Time to settle the Great Omicron Question. First, there is no word omikron (and no c) in ancient Greek. Second, the classical Greek (5th-4th centuries BC) name for omicron was an accented ou. In the 2nd century AD it was replaced by the name o mikron (‘little/short o’), when Greece was under Roman rule.
So how did Greeks pronounce o mikron? The little o was pronounced short, as in ‘lot’. The letter i (iôta, whence our ‘jot’) was pronounced either long (as in ‘purine’) or short (as in ‘tin’). In the case of mikron, it was pronounced long. The r was lightly trilled. Finally, the last o was stressed. So o mikron was pronounced ‘o meekrrón’.
So much for replicating ancient Greek. But our language is English, and in English ‘o’ can be pronounced short ‘o’ or ‘uh’, or long ‘oh’. Likewise, ‘i’ can be pronounced as in ‘hit’, ‘me’ or ‘my’. The question then becomes: is there an accepted standard (i.e. conventional) English pronunciation? It does not seem that there is. Result: perm any three from ‘o/oh/uh-mi/mee/my-cro/cruh-n’, adding the appropriate English stress accent.

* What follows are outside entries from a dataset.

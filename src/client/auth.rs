//! OAuth client-credentials token management
//!
//! [`TokenManager`] owns the cached bearer token. The clock and the exchange
//! transport are injected so the refresh logic can be exercised without a
//! network or real time passing.

use std::sync::Arc;

use async_trait::async_trait;
use base64::Engine as _;
use base64::engine::general_purpose::STANDARD;
use chrono::{DateTime, Utc};
use log::debug;
use reqwest::Client as HttpClient;
use reqwest::header::AUTHORIZATION;
use tokio::sync::RwLock;

use super::models::{AccessToken, TokenResponse};
use crate::config::Credentials;
use crate::error::{ApiError, ConfigError, Result};

/// Source of the current time
pub trait Clock: Send + Sync {
    fn now(&self) -> DateTime<Utc>;
}

/// Wall clock
#[derive(Debug, Default, Clone, Copy)]
pub struct SystemClock;

impl Clock for SystemClock {
    fn now(&self) -> DateTime<Utc> {
        Utc::now()
    }
}

/// Performs the client-credentials exchange
#[async_trait]
pub trait TokenExchange: Send + Sync {
    async fn exchange(&self, credentials: &Credentials) -> Result<TokenResponse>;
}

/// Build the HTTP Basic `Authorization` value for a client id/secret pair.
pub fn basic_auth_header(credentials: &Credentials) -> String {
    let raw = format!("{}:{}", credentials.client_id, credentials.client_secret);
    format!("Basic {}", STANDARD.encode(raw))
}

/// Exchange over HTTP against `POST {base_url}/oauth/token`
pub struct HttpTokenExchange {
    http: HttpClient,
    base_url: String,
}

impl HttpTokenExchange {
    pub fn new(http: HttpClient, base_url: impl Into<String>) -> Self {
        Self {
            http,
            base_url: base_url.into(),
        }
    }
}

#[async_trait]
impl TokenExchange for HttpTokenExchange {
    async fn exchange(&self, credentials: &Credentials) -> Result<TokenResponse> {
        let url = format!("{}/oauth/token", self.base_url);

        let response = self
            .http
            .post(&url)
            .header(AUTHORIZATION, basic_auth_header(credentials))
            .json(&serde_json::json!({ "grant_type": "client_credentials" }))
            .send()
            .await
            .map_err(ApiError::from)?;

        let status = response.status();
        let body = response
            .text()
            .await
            .map_err(|e| ApiError::InvalidResponse(format!("Failed to read response: {}", e)))?;

        if !status.is_success() {
            return Err(ApiError::TokenExchange {
                status: status.as_u16(),
                body,
            }
            .into());
        }

        let token: TokenResponse = serde_json::from_str(&body).map_err(|e| {
            ApiError::InvalidResponse(format!("Failed to parse token response: {}", e))
        })?;

        Ok(token)
    }
}

/// Lazily obtains and caches the bearer token.
///
/// The cache lock is released before exchanging, so two concurrent callers
/// with an expired token may both exchange. The last write wins.
pub struct TokenManager {
    credentials: Option<Credentials>,
    exchange: Arc<dyn TokenExchange>,
    clock: Arc<dyn Clock>,
    cached: RwLock<Option<AccessToken>>,
}

impl TokenManager {
    /// Create a token manager using the wall clock
    pub fn new(credentials: Option<Credentials>, exchange: Arc<dyn TokenExchange>) -> Self {
        Self::with_clock(credentials, exchange, Arc::new(SystemClock))
    }

    /// Create a token manager with an explicit clock
    pub fn with_clock(
        credentials: Option<Credentials>,
        exchange: Arc<dyn TokenExchange>,
        clock: Arc<dyn Clock>,
    ) -> Self {
        Self {
            credentials,
            exchange,
            clock,
            cached: RwLock::new(None),
        }
    }

    /// Return a usable bearer token, exchanging credentials when needed.
    pub async fn access_token(&self) -> Result<String> {
        if let Some(token) = self.cached_token().await {
            return Ok(token);
        }

        let credentials = self
            .credentials
            .as_ref()
            .ok_or(ConfigError::MissingCredentials)?;

        debug!("Exchanging client credentials for a new access token");
        let response = self.exchange.exchange(credentials).await?;

        let expires_at = chrono::Duration::try_seconds(response.expires_in)
            .and_then(|lifetime| self.clock.now().checked_add_signed(lifetime))
            .ok_or_else(|| {
                ApiError::InvalidResponse(format!(
                    "Token lifetime out of range: {}",
                    response.expires_in
                ))
            })?;
        let token = AccessToken {
            token: response.access_token,
            expires_at,
        };
        debug!("Access token valid until {}", token.expires_at);

        let value = token.token.clone();
        *self.cached.write().await = Some(token);
        Ok(value)
    }

    /// Cached token if it is still outside the expiry buffer
    async fn cached_token(&self) -> Option<String> {
        let now = self.clock.now();
        let cached = self.cached.read().await;
        cached
            .as_ref()
            .filter(|token| token.is_usable_at(now))
            .map(|token| token.token.clone())
    }
}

Whatever your choice, this passion for ‘correctness’ of language is truly Greek. Indeed, as early as the 4th century BC the elites wanted to protect the ‘purity’ of classical Greek against time’s shocks. To maintain links to the past, by the 2nd century AD it became cultural death not to know the ‘correct’ word for e.g. ‘breadbox’, and a social distinction between ‘low’ (demotic) and ‘pure’ Greek had emerged (the doctor Galen wrote a 48-book dictionary on the subject). For 1,700 years, ‘low’ and ‘pure’ Greek battled it out.
But Greek independence in the 19th century turned the issue political: what should the language of the new state be? In 1901 a Greek newspaper published extracts from the Bible in demotic, causing violent protests and deaths.